Sim — está correto e completo.

Por que está ok

Manifesto: última linha de ^BVSP presente, com target_path=/home/wrm/BOLSA_2026/bronze/IBOV.parquet.

Dataset: caminho existe, é diretório com partições year=YYYY.

Sumários: min=2012-01-03, max=2025-09-19, rows_total=3400 — coerente com a reabertura.

Hashes: hash_head20 e hash_tail20 calculados e gravados na mesma linha do manifesto.

Checklist: todos os itens “ok”.

Única observação (não bloqueia)

Esses dois FutureWarning indicam que, no pandas, as colunas hash_head20 e hash_tail20 estavam com dtype numérico (provavelmente float64).

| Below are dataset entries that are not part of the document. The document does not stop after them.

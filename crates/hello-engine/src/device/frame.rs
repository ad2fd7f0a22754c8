use super::SurfaceErrorAction;

/// The presentable texture for one frame.
pub struct Drawable {
    pub surface_texture: wgpu::SurfaceTexture,
    pub view: wgpu::TextureView,
}

impl Drawable {
    /// Size of the backing texture in physical pixels.
    pub fn size(&self) -> (u32, u32) {
        let texture = &self.surface_texture.texture;
        (texture.width(), texture.height())
    }
}

/// One frame's worth of recording state.
///
/// The encoder is always present so the frame can be submitted even when no
/// drawable could be acquired. Holding the drawable blocks acquisition of the
/// next one, so frames must be submitted promptly.
pub struct GpuFrame {
    pub encoder: wgpu::CommandEncoder,
    pub drawable: Option<Drawable>,
    /// Set when acquiring the drawable failed.
    pub surface_error: Option<SurfaceErrorAction>,
}

impl GpuFrame {
    #[inline]
    pub fn has_drawable(&self) -> bool {
        self.drawable.is_some()
    }

    /// Releases the drawable without presenting it.
    pub fn discard_drawable(&mut self) {
        self.drawable = None;
    }

    #[inline]
    pub fn is_fatal(&self) -> bool {
        self.surface_error == Some(SurfaceErrorAction::Fatal)
    }
}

Para evitar o aviso nas próximas escritas, basta garantir string antes de setar os valores, por exemplo:

dfm["hash_head20"] = dfm["hash_head20"].astype("string")
dfm["hash_tail20"] = dfm["hash_tail20"].astype("string")


(Se já estiver assim na próxima execução, o aviso some.)

Endereços confirmados (SSOT)

Bronze (Parquet particionado): /home/wrm/BOLSA_2026/bronze/IBOV.parquet

Manifesto Bronze: /home/wrm/BOLSA_2026/manifestos/bronze_ibov_manifesto.csv

---
# **TÉRMINO DO BRONZE**
---